--- What this task involves ---
Copy out the entries below exactly as they stand, but only from the line containing "for y in 0..h" through the line containing "let (cloud, graph) = king_grid(5, 5);".

--- Records for this task ---

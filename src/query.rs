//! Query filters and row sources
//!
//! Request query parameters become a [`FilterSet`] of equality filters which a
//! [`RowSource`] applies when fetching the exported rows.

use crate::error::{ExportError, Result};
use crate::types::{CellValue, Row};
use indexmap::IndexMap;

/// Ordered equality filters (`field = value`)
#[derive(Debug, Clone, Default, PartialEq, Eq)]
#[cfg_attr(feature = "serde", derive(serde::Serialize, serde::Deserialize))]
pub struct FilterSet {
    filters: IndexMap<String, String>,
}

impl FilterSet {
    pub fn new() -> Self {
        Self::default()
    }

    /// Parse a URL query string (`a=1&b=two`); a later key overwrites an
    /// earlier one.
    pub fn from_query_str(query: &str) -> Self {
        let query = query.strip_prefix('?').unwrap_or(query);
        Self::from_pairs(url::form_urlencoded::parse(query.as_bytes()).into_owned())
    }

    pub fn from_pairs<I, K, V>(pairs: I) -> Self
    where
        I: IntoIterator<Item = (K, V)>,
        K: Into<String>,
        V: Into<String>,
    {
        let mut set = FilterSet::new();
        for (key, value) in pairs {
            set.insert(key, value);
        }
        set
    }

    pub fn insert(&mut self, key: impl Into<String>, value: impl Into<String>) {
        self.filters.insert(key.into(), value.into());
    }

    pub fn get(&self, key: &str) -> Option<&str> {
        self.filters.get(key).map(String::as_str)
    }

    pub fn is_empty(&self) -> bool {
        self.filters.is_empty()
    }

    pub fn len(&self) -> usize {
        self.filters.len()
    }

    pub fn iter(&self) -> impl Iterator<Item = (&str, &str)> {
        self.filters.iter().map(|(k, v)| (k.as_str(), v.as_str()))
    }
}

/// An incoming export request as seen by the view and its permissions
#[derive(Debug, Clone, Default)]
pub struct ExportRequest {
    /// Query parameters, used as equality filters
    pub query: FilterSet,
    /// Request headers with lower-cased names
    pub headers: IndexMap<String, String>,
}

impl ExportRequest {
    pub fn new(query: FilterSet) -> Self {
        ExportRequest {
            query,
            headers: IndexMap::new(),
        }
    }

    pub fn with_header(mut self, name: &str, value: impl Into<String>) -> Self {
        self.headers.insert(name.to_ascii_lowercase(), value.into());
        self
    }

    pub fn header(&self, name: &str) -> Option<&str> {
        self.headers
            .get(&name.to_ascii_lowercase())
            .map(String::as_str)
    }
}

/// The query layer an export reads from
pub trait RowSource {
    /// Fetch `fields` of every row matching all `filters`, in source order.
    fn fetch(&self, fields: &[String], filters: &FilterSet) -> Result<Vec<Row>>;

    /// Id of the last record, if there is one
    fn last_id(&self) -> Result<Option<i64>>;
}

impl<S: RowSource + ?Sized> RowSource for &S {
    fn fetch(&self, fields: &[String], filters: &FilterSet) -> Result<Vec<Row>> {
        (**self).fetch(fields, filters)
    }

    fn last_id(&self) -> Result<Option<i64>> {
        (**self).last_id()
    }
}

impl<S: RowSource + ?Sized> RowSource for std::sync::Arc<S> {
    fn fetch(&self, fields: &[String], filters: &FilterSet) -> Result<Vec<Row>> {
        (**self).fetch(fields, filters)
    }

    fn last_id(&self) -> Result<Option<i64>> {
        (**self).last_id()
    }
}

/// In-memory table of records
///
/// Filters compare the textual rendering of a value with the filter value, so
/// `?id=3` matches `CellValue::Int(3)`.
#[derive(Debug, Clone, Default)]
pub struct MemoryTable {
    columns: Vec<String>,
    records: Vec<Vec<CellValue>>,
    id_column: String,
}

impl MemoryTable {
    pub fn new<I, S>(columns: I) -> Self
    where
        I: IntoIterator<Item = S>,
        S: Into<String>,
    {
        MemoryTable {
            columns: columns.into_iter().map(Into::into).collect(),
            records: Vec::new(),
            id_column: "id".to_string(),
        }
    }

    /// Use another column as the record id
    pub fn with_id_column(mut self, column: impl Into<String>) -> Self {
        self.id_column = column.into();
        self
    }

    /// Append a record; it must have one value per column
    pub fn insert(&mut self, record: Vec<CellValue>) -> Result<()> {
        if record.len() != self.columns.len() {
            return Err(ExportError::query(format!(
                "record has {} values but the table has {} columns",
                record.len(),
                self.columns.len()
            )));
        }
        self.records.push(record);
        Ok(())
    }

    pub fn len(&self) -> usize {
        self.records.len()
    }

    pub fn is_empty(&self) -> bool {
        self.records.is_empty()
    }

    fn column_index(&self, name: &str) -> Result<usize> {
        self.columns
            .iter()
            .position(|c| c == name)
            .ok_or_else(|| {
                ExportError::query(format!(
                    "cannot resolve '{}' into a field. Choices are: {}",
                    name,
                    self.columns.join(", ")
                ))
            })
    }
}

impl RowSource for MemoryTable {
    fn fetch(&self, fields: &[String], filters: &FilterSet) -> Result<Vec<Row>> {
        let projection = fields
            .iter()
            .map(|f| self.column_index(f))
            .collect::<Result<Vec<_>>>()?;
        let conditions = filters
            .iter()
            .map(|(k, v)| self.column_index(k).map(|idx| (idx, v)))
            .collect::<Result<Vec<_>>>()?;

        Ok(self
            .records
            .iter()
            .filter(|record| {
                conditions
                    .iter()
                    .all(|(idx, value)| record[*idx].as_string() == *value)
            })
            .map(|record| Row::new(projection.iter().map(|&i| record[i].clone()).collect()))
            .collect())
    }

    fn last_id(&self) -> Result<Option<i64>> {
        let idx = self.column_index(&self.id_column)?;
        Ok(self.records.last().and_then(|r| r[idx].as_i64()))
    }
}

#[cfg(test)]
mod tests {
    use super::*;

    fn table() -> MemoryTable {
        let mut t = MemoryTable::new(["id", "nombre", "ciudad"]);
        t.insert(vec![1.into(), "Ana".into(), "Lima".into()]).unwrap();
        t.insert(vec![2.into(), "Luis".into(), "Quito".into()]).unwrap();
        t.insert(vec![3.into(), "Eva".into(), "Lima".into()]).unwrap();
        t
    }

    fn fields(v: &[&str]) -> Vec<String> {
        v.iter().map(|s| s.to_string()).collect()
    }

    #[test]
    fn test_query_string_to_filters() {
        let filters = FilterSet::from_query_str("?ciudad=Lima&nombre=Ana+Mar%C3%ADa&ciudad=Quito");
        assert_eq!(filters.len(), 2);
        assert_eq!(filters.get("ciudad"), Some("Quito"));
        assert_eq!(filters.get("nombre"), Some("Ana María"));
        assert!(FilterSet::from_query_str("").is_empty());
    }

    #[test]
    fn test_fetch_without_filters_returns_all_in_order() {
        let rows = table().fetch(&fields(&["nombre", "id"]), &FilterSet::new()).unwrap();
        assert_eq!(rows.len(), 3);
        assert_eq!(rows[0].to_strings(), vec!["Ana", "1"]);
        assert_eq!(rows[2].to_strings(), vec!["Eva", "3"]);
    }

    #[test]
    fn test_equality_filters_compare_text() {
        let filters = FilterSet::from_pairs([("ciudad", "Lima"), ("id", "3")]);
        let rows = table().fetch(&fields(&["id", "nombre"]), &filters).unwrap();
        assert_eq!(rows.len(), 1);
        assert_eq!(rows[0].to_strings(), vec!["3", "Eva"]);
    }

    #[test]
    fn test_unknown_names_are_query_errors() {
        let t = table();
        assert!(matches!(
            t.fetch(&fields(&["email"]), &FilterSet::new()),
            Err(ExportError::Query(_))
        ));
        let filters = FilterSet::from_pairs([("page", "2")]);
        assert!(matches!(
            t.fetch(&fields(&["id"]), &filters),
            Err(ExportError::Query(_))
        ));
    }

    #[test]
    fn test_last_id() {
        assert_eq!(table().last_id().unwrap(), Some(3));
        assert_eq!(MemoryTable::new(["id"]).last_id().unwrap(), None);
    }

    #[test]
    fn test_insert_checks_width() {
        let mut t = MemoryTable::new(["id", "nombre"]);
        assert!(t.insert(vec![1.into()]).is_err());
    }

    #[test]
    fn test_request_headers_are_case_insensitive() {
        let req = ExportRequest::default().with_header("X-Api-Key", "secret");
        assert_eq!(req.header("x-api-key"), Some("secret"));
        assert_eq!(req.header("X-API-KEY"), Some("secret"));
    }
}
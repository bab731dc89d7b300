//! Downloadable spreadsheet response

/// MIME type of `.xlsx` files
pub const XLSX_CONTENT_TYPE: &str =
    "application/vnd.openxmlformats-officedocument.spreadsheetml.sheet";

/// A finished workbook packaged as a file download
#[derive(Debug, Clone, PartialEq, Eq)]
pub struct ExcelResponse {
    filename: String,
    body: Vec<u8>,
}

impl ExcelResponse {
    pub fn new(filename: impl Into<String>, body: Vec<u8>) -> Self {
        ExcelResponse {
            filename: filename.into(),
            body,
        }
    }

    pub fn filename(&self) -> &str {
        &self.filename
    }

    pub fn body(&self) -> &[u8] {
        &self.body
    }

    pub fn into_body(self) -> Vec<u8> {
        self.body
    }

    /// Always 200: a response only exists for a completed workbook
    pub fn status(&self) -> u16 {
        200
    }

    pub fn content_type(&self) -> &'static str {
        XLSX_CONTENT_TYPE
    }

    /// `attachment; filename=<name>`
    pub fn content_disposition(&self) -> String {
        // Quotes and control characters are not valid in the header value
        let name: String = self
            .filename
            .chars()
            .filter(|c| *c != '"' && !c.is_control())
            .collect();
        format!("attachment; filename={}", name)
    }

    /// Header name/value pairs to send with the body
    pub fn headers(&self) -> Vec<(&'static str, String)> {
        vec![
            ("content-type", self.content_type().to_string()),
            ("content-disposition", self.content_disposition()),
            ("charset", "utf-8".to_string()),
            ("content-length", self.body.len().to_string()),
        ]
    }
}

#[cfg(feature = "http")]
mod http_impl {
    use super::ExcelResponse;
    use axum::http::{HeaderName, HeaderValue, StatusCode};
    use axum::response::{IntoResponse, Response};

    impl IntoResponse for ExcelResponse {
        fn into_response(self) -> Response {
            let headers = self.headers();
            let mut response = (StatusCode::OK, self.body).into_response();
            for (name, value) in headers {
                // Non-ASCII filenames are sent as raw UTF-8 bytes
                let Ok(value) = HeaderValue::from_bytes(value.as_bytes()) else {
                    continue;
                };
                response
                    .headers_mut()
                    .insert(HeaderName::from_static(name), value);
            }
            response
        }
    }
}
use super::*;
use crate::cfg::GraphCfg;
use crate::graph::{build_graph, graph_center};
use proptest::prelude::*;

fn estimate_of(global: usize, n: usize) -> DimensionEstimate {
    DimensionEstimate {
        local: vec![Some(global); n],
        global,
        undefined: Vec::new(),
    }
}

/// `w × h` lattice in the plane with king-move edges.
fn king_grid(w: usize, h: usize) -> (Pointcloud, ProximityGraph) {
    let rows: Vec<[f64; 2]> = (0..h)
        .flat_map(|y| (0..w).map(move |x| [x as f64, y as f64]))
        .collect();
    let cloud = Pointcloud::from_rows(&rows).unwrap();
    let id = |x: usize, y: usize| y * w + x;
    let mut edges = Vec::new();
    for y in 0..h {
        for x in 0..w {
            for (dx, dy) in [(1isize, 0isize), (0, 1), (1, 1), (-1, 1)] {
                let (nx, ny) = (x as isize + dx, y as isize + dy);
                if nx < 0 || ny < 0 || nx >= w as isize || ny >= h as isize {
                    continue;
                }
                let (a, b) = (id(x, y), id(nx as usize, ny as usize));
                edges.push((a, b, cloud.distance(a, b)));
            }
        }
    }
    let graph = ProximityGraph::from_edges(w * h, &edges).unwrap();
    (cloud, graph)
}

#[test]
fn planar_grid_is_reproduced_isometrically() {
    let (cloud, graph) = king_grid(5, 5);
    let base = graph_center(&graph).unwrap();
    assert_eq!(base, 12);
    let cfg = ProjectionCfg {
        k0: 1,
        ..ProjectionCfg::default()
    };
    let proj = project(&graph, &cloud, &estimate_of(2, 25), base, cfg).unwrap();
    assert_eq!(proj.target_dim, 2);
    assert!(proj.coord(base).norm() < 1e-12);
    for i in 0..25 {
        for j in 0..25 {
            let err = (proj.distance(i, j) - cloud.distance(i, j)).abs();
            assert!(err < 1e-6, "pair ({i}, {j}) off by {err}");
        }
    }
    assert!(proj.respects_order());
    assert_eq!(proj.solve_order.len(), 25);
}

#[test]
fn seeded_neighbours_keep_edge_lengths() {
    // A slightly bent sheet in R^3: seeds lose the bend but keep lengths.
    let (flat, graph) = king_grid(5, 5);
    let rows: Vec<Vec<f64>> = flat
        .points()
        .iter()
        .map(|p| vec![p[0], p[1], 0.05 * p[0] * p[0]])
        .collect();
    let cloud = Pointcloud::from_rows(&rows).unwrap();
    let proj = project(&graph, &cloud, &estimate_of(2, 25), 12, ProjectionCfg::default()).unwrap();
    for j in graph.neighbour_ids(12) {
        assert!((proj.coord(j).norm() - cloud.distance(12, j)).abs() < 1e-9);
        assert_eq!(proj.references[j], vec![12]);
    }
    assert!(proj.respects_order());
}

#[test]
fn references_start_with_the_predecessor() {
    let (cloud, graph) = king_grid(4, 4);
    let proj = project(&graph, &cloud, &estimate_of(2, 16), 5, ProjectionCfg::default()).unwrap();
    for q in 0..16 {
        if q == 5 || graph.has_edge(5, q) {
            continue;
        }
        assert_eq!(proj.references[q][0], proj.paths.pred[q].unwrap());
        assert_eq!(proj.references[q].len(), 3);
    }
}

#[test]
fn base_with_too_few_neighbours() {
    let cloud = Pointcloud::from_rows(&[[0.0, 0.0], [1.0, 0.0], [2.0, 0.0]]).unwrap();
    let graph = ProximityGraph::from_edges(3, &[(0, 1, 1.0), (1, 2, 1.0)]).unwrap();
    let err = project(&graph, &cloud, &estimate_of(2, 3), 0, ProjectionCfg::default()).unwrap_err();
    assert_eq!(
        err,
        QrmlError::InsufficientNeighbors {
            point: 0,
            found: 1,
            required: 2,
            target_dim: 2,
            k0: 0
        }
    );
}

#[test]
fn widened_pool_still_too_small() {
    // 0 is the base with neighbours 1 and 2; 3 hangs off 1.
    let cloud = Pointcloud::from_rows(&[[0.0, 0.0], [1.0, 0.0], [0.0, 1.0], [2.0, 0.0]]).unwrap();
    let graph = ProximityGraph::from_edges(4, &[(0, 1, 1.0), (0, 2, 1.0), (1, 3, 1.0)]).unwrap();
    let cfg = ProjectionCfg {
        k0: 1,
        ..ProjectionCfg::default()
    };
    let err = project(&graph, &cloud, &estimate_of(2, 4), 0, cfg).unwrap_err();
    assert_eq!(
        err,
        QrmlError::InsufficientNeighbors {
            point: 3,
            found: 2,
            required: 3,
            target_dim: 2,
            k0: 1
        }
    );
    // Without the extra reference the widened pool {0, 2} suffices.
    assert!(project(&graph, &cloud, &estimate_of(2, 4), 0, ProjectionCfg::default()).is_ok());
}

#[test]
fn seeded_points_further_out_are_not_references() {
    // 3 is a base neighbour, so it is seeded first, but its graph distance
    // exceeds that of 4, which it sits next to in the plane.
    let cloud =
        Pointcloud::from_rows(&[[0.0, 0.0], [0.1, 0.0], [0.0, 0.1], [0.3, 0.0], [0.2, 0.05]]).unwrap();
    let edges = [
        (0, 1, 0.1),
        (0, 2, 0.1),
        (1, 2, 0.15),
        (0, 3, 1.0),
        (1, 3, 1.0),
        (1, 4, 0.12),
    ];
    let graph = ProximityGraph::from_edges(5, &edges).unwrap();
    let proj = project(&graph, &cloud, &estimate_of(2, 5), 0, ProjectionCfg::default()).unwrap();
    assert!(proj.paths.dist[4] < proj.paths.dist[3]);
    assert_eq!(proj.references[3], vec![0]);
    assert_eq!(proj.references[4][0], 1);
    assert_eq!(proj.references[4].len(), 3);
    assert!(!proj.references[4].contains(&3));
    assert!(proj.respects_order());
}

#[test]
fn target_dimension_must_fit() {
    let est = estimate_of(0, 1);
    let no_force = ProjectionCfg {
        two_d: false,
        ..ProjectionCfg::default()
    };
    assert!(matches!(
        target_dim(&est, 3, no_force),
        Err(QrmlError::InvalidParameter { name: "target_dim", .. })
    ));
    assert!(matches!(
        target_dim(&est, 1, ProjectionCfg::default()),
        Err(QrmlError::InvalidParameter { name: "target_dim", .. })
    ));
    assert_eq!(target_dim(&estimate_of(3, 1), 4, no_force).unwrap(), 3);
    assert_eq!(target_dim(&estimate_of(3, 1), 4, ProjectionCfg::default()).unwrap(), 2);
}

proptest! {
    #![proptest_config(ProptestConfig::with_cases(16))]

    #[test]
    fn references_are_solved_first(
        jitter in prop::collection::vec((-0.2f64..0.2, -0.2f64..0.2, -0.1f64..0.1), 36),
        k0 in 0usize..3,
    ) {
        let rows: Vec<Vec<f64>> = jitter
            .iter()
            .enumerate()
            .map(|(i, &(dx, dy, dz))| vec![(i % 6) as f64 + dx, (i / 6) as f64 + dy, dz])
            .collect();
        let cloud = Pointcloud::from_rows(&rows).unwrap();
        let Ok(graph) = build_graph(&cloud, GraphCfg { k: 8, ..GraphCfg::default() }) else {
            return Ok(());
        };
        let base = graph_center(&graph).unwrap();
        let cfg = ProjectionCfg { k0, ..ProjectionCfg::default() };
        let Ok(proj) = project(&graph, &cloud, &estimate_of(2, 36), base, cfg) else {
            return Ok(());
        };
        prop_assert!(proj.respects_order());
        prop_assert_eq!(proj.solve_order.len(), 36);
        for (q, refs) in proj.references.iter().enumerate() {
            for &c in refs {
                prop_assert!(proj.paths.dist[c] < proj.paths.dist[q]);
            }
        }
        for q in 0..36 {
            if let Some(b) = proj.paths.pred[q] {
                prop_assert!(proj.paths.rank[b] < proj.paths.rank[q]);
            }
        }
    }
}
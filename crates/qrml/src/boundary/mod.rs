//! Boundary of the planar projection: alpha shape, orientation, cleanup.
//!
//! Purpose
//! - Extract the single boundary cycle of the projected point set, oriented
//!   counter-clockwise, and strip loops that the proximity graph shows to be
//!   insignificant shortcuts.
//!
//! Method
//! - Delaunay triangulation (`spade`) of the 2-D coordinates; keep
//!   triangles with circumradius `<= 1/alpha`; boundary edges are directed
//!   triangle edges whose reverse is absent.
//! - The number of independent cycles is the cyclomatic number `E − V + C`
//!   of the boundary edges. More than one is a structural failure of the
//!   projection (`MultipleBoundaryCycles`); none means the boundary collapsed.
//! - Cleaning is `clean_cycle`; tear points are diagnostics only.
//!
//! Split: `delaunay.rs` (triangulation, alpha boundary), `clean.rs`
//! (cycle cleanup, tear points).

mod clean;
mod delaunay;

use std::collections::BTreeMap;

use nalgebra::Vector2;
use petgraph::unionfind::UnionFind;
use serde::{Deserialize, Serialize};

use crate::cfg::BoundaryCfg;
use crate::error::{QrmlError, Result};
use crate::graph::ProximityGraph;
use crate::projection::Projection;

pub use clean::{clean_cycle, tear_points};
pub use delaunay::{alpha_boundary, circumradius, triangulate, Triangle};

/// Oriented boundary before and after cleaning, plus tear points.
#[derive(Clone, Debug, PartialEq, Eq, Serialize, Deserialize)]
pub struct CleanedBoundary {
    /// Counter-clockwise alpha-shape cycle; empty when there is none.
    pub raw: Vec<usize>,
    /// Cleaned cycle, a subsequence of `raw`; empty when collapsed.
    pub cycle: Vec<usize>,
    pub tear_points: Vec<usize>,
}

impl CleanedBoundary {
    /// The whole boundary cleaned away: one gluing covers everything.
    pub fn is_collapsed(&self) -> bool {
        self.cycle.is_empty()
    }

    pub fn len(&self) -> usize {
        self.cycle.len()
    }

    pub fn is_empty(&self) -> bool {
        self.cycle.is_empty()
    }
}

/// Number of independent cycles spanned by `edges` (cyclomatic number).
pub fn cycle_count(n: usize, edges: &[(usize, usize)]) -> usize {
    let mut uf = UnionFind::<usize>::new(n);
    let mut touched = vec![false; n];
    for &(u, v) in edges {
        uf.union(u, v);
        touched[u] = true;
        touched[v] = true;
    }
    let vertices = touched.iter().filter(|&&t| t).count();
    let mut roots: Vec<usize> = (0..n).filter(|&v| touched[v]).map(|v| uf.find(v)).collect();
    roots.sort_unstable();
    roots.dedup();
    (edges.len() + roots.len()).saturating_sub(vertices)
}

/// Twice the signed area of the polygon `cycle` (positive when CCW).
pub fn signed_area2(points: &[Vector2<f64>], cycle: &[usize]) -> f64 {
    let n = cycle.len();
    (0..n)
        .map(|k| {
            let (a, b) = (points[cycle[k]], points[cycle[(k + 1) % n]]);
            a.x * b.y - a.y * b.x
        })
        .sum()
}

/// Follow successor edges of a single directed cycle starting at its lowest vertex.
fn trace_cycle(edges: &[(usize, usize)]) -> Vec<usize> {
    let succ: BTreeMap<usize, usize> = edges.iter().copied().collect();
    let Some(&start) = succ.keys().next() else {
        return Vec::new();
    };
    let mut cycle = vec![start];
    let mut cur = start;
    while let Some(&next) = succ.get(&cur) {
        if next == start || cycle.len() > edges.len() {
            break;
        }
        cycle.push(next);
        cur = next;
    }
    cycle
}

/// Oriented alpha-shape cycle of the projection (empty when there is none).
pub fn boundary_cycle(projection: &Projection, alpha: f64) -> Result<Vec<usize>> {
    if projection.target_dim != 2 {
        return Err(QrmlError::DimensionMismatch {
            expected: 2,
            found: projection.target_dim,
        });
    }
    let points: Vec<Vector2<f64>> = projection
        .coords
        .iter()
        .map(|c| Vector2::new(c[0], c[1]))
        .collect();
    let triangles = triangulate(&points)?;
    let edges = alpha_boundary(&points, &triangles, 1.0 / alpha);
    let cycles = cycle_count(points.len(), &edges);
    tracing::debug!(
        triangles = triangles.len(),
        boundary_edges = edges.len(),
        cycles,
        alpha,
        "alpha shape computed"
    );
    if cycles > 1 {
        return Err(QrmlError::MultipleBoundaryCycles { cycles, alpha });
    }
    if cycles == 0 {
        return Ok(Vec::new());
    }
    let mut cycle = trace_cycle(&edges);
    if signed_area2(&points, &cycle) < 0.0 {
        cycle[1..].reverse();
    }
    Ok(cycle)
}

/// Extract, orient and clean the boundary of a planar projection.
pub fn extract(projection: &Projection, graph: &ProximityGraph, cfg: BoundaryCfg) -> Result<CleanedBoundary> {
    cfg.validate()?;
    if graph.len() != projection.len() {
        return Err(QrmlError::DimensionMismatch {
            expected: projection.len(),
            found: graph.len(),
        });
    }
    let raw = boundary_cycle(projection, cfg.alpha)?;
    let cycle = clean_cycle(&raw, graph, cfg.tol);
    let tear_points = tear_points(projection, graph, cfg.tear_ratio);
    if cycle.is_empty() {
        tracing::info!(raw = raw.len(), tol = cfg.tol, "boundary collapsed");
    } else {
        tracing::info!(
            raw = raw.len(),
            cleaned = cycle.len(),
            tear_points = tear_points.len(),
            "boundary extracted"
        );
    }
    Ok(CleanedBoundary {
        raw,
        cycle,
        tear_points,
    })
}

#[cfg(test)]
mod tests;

---

--- Result below ---
    for y in 0..h {
        for x in 0..w {
            for (dx, dy) in [(1isize, 0isize), (0, 1), (1, 1), (-1, 1)] {
                let (nx, ny) = (x as isize + dx, y as isize + dy);
                if nx < 0 || ny < 0 || nx >= w as isize || ny >= h as isize {
                    continue;
                }
                let (a, b) = (id(x, y), id(nx as usize, ny as usize));
                edges.push((a, b, cloud.distance(a, b)));
            }
        }
    }
    let graph = ProximityGraph::from_edges(w * h, &edges).unwrap();
    (cloud, graph)
}

#[test]
fn planar_grid_is_reproduced_isometrically() {
    let (cloud, graph) = king_grid(5, 5);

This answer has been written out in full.